Rabu 08 May 2019 10:44 WIB

LIPI: Negara Berkembang Sulit Tangani Limbah Berbahaya

Bagi negara berkembang penanganan limbah berbahaya merupakan masalah yang sulit.

Rep: Andrian Saputra/ Red: Esthi Maharani
Warga melintas di dekat area lahan pembuangan pasir yang diduga mengandung limbah Bahan Beracun Berbahaya (B3), di kawasan Banjir Kanal Timur, Tarumajaya, Kabupaten Bekasi, Jawa Barat, Rabu (16/1/2019).
Foto: Antara/Risky Andrianto
Warga melintas di dekat area lahan pembuangan pasir yang diduga mengandung limbah Bahan Beracun Berbahaya (B3), di kawasan Banjir Kanal Timur, Tarumajaya, Kabupaten Bekasi, Jawa Barat, Rabu (16/1/2019).

REPUBLIKA.CO.ID, JAKARTA --- Pergerakan lintas batas limbah berbahaya dan beracun menimbulkan risiko tinggi bagi kesehatan masyarakat dan lingkungan, terutama bagi negara berkembang seperti Indonesia. Hal itu disampaikan Deputi Bidang Ilmu Pengetahuan Teknik Lembaga Ilmu Pengetahuan Indonesia (LIPI), Agus Haryono yang menjadi delegasi Indonesia dalam Ban Amendment Ceremony di Sidang Keempat Belas Konferensi Para Pihak Konvensi Basel Konvensi Stockholm dan Konvensi Rotterdam, yang diselenggarakan di Jenewa, Swiss akhir pekan kemarin.

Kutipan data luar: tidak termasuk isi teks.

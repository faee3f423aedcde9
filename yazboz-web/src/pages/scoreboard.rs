use crate::components::{
    drink_panel::DrinkPanel, edit_panel::EditPanel, outcome_banner::OutcomeBanner,
    penalty_panel::PenaltyPanel, round_entry::RoundEntry, score_table::ScoreTable,
};
use crate::i18n::{t, tr, tr1};
use crate::scoreboard::{ScoreAction, ScoreboardState};
use std::collections::BTreeMap;
use yazboz_core::constants::{BATAK_ROUND_LIMIT, OKEY_ROUND_LIMIT, PISTI_TARGET_PRESETS};
use yazboz_core::{DrinkCatalog, EditTarget, GameKind, evaluate};
use yew::prelude::*;

#[derive(Properties, Clone, PartialEq)]
pub struct ScoreboardPageProps {
    pub state: ScoreboardState,
    pub catalog: DrinkCatalog,
    pub on_action: Callback<ScoreAction>,
}

fn action_button(on_action: &Callback<ScoreAction>, action: ScoreAction, key: &str, class: &'static str) -> Html {
    let cb = on_action.clone();
    let onclick = Callback::from(move |_| cb.emit(action.clone()));
    html! { <button type="button" class={class} {onclick}>{ t(key) }</button> }
}

fn progress(played: usize, limit: usize) -> String {
    let (played, limit) = (played.to_string(), limit.to_string());
    tr(
        "scoreboard.progress",
        Some(&BTreeMap::from([("played", played.as_str()), ("limit", limit.as_str())])),
    )
}

/// Threshold line under the title; editable thresholds open the edit panel.
fn threshold(state: &ScoreboardState, on_action: &Callback<ScoreAction>) -> Html {
    let record = &state.record;
    let editable = |target: EditTarget, text: String| {
        let cb = on_action.clone();
        let onclick = Callback::from(move |_| cb.emit(ScoreAction::BeginEdit(target)));
        html! { <button type="button" class="cell-edit" {onclick}>{ text }</button> }
    };
    match record.kind {
        GameKind::Okey => html! { <span>{ progress(record.round_count(), OKEY_ROUND_LIMIT) }</span> },
        GameKind::Batak => html! { <span>{ progress(record.round_count(), BATAK_ROUND_LIMIT) }</span> },
        GameKind::Pisti => {
            let presets = PISTI_TARGET_PRESETS.iter().map(|&target| {
                let cb = on_action.clone();
                let onclick = Callback::from(move |_| cb.emit(ScoreAction::SetTarget(target)));
                let class = if target == record.target_score { "target-preset active" } else { "target-preset" };
                html! { <button type="button" {class} {onclick}>{ target.to_string() }</button> }
            });
            html! {
                <>
                    { editable(
                        EditTarget::TargetScore,
                        tr1("scoreboard.target_score", "n", &record.target_score.to_string()),
                    ) }
                    <span class="target-presets">{ for presets }</span>
                </>
            }
        }
        GameKind::Penalty101 => editable(
            EditTarget::HandTarget,
            tr1("scoreboard.hand_target", "n", &record.hand_target.to_string()),
        ),
    }
}

#[function_component(ScoreboardPage)]
pub fn scoreboard_page(props: &ScoreboardPageProps) -> Html {
    let state = &props.state;
    let record = &state.record;
    let outcome = evaluate(record);

    html! {
        <main class="scoreboard" data-game={record.kind.slug()}>
            <header>
                <h1>{ record.kind.display_name() }</h1>
                { threshold(state, &props.on_action) }
            </header>
            <OutcomeBanner outcome={outcome.clone()} players={record.players.clone()} />
            if let Some(notice) = state.notice.clone() {
                <p class="notice" role="alert">{ notice }</p>
            }
            <ScoreTable record={record.clone()} on_action={props.on_action.clone()} />
            if !outcome.finished {
                <RoundEntry kind={record.kind} players={record.players.clone()}
                    draft={state.draft.clone()} on_action={props.on_action.clone()} />
            }
            if record.kind.has_penalties() {
                <PenaltyPanel players={record.players.clone()}
                    penalties={record.penalties.clone()}
                    selected={state.penalty_player}
                    amount={state.penalty_text.clone()}
                    on_action={props.on_action.clone()} />
            }
            if let Some(edit) = state.edit.clone() {
                <EditPanel {edit} on_action={props.on_action.clone()} />
            }
            <DrinkPanel catalog={props.catalog.clone()}
                counts={record.drink_counts.clone()}
                prices={record.drink_prices.clone()}
                fractional={record.kind.allows_fractional_prices()}
                on_action={props.on_action.clone()} />
            <nav class="controls">
                { action_button(&props.on_action, ScoreAction::NewGame, "scoreboard.new_game", "") }
                { action_button(&props.on_action, ScoreAction::Save, "scoreboard.save", "primary") }
                { action_button(&props.on_action, ScoreAction::Exit, "scoreboard.exit", "danger") }
            </nav>
        </main>
    }
}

Berdasarkan laporan terbaru Bank Dunia menyebutkan pada 2050 diperkirakan akan ada 3,40 miliar ton limbah di bumi. Angka ini terus meningkat dari perhitungan pada 2016 yang mencapai 2,01 milar ton limbah. Menurut Agus lingkungan yang bersih adalah hak setiap orang dan menjadi prasyarat untuk mewujudkan pembangunan berkelanjutan.

Agus mengatakan arus pergerakan limbah global saat ini telah berdampak tidak proporsional terhadap negara-negara berkembang.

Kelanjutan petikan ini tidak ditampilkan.